Saturday, September 7, 2013

Thoughts... + Intro?

I'm really glad I saved that draft. I wasn't sure if I wanted to post it, but there it still was for me.

So far, I've been working on prayer, step by step. I'm not giving myself a hard time about not having it perfect at this point but am getting more used to it and feel like I'm getting closer to doing it correctly. I think it'll be nice once I'm spending less of prayer time focusing on what I'm doing and how to do it and can say the words and do steps without having to think about it. Not that I want to go through it mindlessly, but I feel like I'll be able to focus more on why I'm doing it rather than how to do it. I'd like to get a prayer rug.

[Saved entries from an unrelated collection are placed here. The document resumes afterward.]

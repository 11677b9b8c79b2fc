//! Frame timing sinks.
//!
//! The present pass timer reports a rolling-average duration. That duration
//! is turned into a frame-time string and an FPS string and handed to
//! caller-supplied sinks (a window title, a log line, a HUD).

use std::fmt;
use std::time::Duration;

/// How a timing value is turned into text.
pub enum DisplayFormat {
    /// Fixed number of decimals
    Fixed(usize),
    /// Caller-supplied formatter
    Custom(Box<dyn Fn(f64) -> String + Send>),
}

impl Default for DisplayFormat {
    fn default() -> Self {
        Self::Fixed(2)
    }
}

impl fmt::Debug for DisplayFormat {
    fn fmt(&self, f: &mut fmt::Formatter<'_>) -> fmt::Result {
        match self {
            Self::Fixed(decimals) => f.debug_tuple("Fixed").field(decimals).finish(),
            Self::Custom(_) => f.write_str("Custom(..)"),
        }
    }
}

impl DisplayFormat {
    /// Formats a value.
    #[must_use]
    pub fn format(&self, value: f64) -> String {
        match self {
            Self::Fixed(decimals) => format!("{value:.decimals$}"),
            Self::Custom(formatter) => formatter(value),
        }
    }
}

/// Destination for one formatted timing value.
pub struct TimingSink {
    /// Formatter applied before the value reaches the sink
    pub format: DisplayFormat,
    sink: Box<dyn FnMut(String) + Send>,
}

impl TimingSink {
    /// Creates a sink with the default format.
    pub fn new(sink: impl FnMut(String) + Send + 'static) -> Self {
        Self {
            format: DisplayFormat::default(),
            sink: Box::new(sink),
        }
    }

    /// Replaces the format.
    #[must_use]
    pub fn with_format(mut self, format: DisplayFormat) -> Self {
        self.format = format;
        self
    }

    fn emit(&mut self, text: String) {
        (self.sink)(text);
    }
}

impl fmt::Debug for TimingSink {
    fn fmt(&self, f: &mut fmt::Formatter<'_>) -> fmt::Result {
        f.debug_struct("TimingSink")
            .field("format", &self.format)
            .finish_non_exhaustive()
    }
}

/// Sinks that receive frame timing. Either may be absent.
#[derive(Debug, Default)]
pub struct TimingSettings {
    /// Receives the frame time with its unit
    pub frame_time: Option<TimingSink>,
    /// Receives frames per second
    pub fps: Option<TimingSink>,
}

impl TimingSettings {
    /// Pushes one averaged frame duration to every sink.
    pub fn publish(&mut self, frame: Duration) {
        if let Some(sink) = &mut self.frame_time {
            let text = frame_time_text(frame, &sink.format);
            sink.emit(text);
        }
        if let Some(sink) = &mut self.fps {
            if let Some(fps) = fps_value(frame) {
                let text = sink.format.format(fps);
                sink.emit(text);
            }
        }
    }
}

/// Frame time in µs when at most one millisecond, otherwise in ms.
#[must_use]
pub fn frame_time_text(frame: Duration, format: &DisplayFormat) -> String {
    let seconds = frame.as_secs_f64();
    if seconds <= 1e-3 {
        format!("{}µs", format.format(seconds * 1e6))
    } else {
        format!("{}ms", format.format(seconds * 1e3))
    }
}

/// Frames per second for a frame duration; `None` for a zero duration.
#[must_use]
pub fn fps_value(frame: Duration) -> Option<f64> {
    let seconds = frame.as_secs_f64();
    (seconds > 0.0).then(|| 1.0 / seconds)
}
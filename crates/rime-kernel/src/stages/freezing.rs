//! Freezing and attachment stage.
//!
//! Reads the diffused values in slot `1 - g`. A cell whose value reached the
//! freezing threshold is frozen; every cell that is frozen or touches a
//! frozen neighbour becomes receptive for good and stops diffusing. When a
//! receptive cell appears on the outermost ring the crystal is finished.
//!
//! The stage owns the parameter uniform shared with the diffusion and
//! initialise programs, and the authoritative finished flag.

use rime_common::ProgramError;
use tracing::debug;
use wgpu::{util::DeviceExt, BindGroup, Buffer, BufferUsages, Device, Queue};

use super::{buffer_bind_group, storage_entry, uniform_entry, ComputeProgram};
use crate::domain::{cell_workgroups, CrystalDomain};
use crate::params::SimulationParameters;
use crate::program::{ProgramSource, FREEZING_PROGRAM};
use crate::timer::PassTimer;

/// Byte length of the finished flag.
pub const FINISHED_BYTE_LENGTH: u64 = 4;

/// Attachment pass and owner of the simulation parameters.
pub struct FreezingStage {
    program: ComputeProgram,
    bind_group: BindGroup,
    parameters: SimulationParameters,
    params_buffer: Buffer,
    finished_buffer: Buffer,
}

impl FreezingStage {
    /// Creates the parameter and finished buffers and binds them with the
    /// domain and the raster settings.
    ///
    /// Bindings: parameters (0), domain (1), raster settings (2),
    /// finished flag (3).
    pub fn new(
        device: &Device,
        queue: &Queue,
        source: &dyn ProgramSource,
        parameters: SimulationParameters,
        domain_buffer: &Buffer,
        raster_settings: &Buffer,
    ) -> Result<Self, ProgramError> {
        let program = ComputeProgram::new(
            device,
            queue,
            source,
            FREEZING_PROGRAM,
            "Freezing",
            &[
                uniform_entry(0),
                storage_entry(1, false),
                storage_entry(2, false),
                storage_entry(3, false),
            ],
        )?;

        let params_buffer = device.create_buffer_init(&wgpu::util::BufferInitDescriptor {
            label: Some("Simulation Params Buffer"),
            contents: bytemuck::bytes_of(&parameters.to_gpu()),
            usage: BufferUsages::UNIFORM | BufferUsages::COPY_DST,
        });

        let finished_buffer = device.create_buffer_init(&wgpu::util::BufferInitDescriptor {
            label: Some("Finished Flag Buffer"),
            contents: bytemuck::bytes_of(&0u32),
            usage: BufferUsages::STORAGE | BufferUsages::COPY_DST | BufferUsages::COPY_SRC,
        });

        let bind_group = buffer_bind_group(
            device,
            program.bind_group_layout(),
            "Freezing Bind Group",
            &[&params_buffer, domain_buffer, raster_settings, &finished_buffer],
        );

        Ok(Self {
            program,
            bind_group,
            parameters,
            params_buffer,
            finished_buffer,
        })
    }

    /// Dispatches one attachment step.
    pub fn run(&mut self, device: &Device, queue: &Queue, radius: u32) {
        let groups = cell_workgroups(radius);
        self.program
            .run(device, queue, &self.bind_group, (groups, groups, 1));
    }

    /// Current parameters.
    #[must_use]
    pub const fn parameters(&self) -> &SimulationParameters {
        &self.parameters
    }

    /// Parameter uniform shared with the other simulation programs.
    #[must_use]
    pub fn params_buffer(&self) -> &Buffer {
        &self.params_buffer
    }

    /// Authoritative finished flag.
    #[must_use]
    pub fn finished_buffer(&self) -> &Buffer {
        &self.finished_buffer
    }

    /// Sets alpha; see [`FreezingStage::apply`].
    pub fn set_alpha(&mut self, queue: &Queue, domain: &mut CrystalDomain, alpha: f32) {
        self.parameters.set_alpha(alpha);
        self.apply(queue, domain);
    }

    /// Sets beta; see [`FreezingStage::apply`].
    pub fn set_beta(&mut self, queue: &Queue, domain: &mut CrystalDomain, beta: f32) {
        self.parameters.set_beta(beta);
        self.apply(queue, domain);
    }

    /// Sets gamma; see [`FreezingStage::apply`].
    pub fn set_gamma(&mut self, queue: &Queue, domain: &mut CrystalDomain, gamma: f32) {
        self.parameters.set_gamma(gamma);
        self.apply(queue, domain);
    }

    /// Uploads the parameters, clears the finished flag and re-serialises
    /// the domain with the new coefficients.
    fn apply(&mut self, queue: &Queue, domain: &mut CrystalDomain) {
        debug!("Uploading simulation parameters: {:?}", self.parameters);
        queue.write_buffer(&self.params_buffer, 0, bytemuck::bytes_of(&self.parameters.to_gpu()));
        self.reset(queue);
        domain.apply_parameters(queue, &self.parameters);
    }

    /// Clears the finished flag.
    pub fn reset(&self, queue: &Queue) {
        queue.write_buffer(&self.finished_buffer, 0, bytemuck::bytes_of(&0u32));
    }

    /// Pass timer of this stage.
    #[must_use]
    pub fn timer(&self) -> &PassTimer {
        self.program.timer()
    }

    /// Mutable pass timer of this stage.
    pub fn timer_mut(&mut self) -> &mut PassTimer {
        self.program.timer_mut()
    }
}
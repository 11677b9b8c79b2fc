//! Diffusion stage.
//!
//! Every in-domain cell reads its own and its neighbours' diffusion channel
//! from slot `g` and writes slot `1 - g`, so the whole pass sees one
//! consistent snapshot. Neighbours outside the domain act as an endless
//! reservoir at the background level. Receptive cells absorb their
//! neighbours' vapour plus `gamma`, clamped at the freezing threshold.
//! Once the crystal is finished the stage copies slot `g` over unchanged.

use rime_common::ProgramError;
use wgpu::{BindGroup, Buffer, Device, Queue};

use super::{buffer_bind_group, storage_entry, uniform_entry, ComputeProgram};
use crate::domain::cell_workgroups;
use crate::program::{ProgramSource, DIFFUSION_PROGRAM};
use crate::timer::PassTimer;

/// Vapour diffusion over the hex grid.
pub struct DiffusionStage {
    program: ComputeProgram,
    bind_group: BindGroup,
}

impl DiffusionStage {
    /// Binds the parameter uniform (0), the domain (1) and the finished
    /// flag (2, read-only).
    pub fn new(
        device: &Device,
        queue: &Queue,
        source: &dyn ProgramSource,
        params_buffer: &Buffer,
        domain_buffer: &Buffer,
        finished_buffer: &Buffer,
    ) -> Result<Self, ProgramError> {
        let program = ComputeProgram::new(
            device,
            queue,
            source,
            DIFFUSION_PROGRAM,
            "Diffusion",
            &[uniform_entry(0), storage_entry(1, false), storage_entry(2, true)],
        )?;
        let bind_group = buffer_bind_group(
            device,
            program.bind_group_layout(),
            "Diffusion Bind Group",
            &[params_buffer, domain_buffer, finished_buffer],
        );
        Ok(Self { program, bind_group })
    }

    /// Dispatches one diffusion step.
    pub fn run(&mut self, device: &Device, queue: &Queue, radius: u32) {
        let groups = cell_workgroups(radius);
        self.program
            .run(device, queue, &self.bind_group, (groups, groups, 1));
    }

    /// Pass timer of this stage.
    #[must_use]
    pub fn timer(&self) -> &PassTimer {
        self.program.timer()
    }

    /// Mutable pass timer of this stage.
    pub fn timer_mut(&mut self) -> &mut PassTimer {
        self.program.timer_mut()
    }
}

Since taking my Shahada, it's been pretty nice. I get this thought here and there... "I'm Muslim now," and I smile. I feel proud of myself that I've taken this step. That I want to connect more with Allah and take steps towards being a better person. I am able to look at myself more critically and see what I'm doing and admit when I could do something better. Not that I'm putting myself down, but looking at my actions more objectively. I'm able to accept my imperfections and not dwell on them. We weren't perfect and aren't expected to be perfect. I'm watching my intentions more and what motivates me.

I'm very inspired by youtube videos by other reverts. That's what inspired me to make this blog. Maybe sometime I'll put up youtube videos. Not sure. I just found those so helpful, I feel like putting some of my own experiences out there in case anyone comes across them and finds it useful. Plus I like noting this journey I'm on. Hope that's not too redundant from my initial entry.

I've had this other feeling that's hard to describe, and I feel like it's developing. Its like there's this addition, or a clarity, to things now. I'm seeing things in a different perspective and have a different desire. I feel more at peace with myself and everything else. Like I don't have to be mad that things aren't perfect.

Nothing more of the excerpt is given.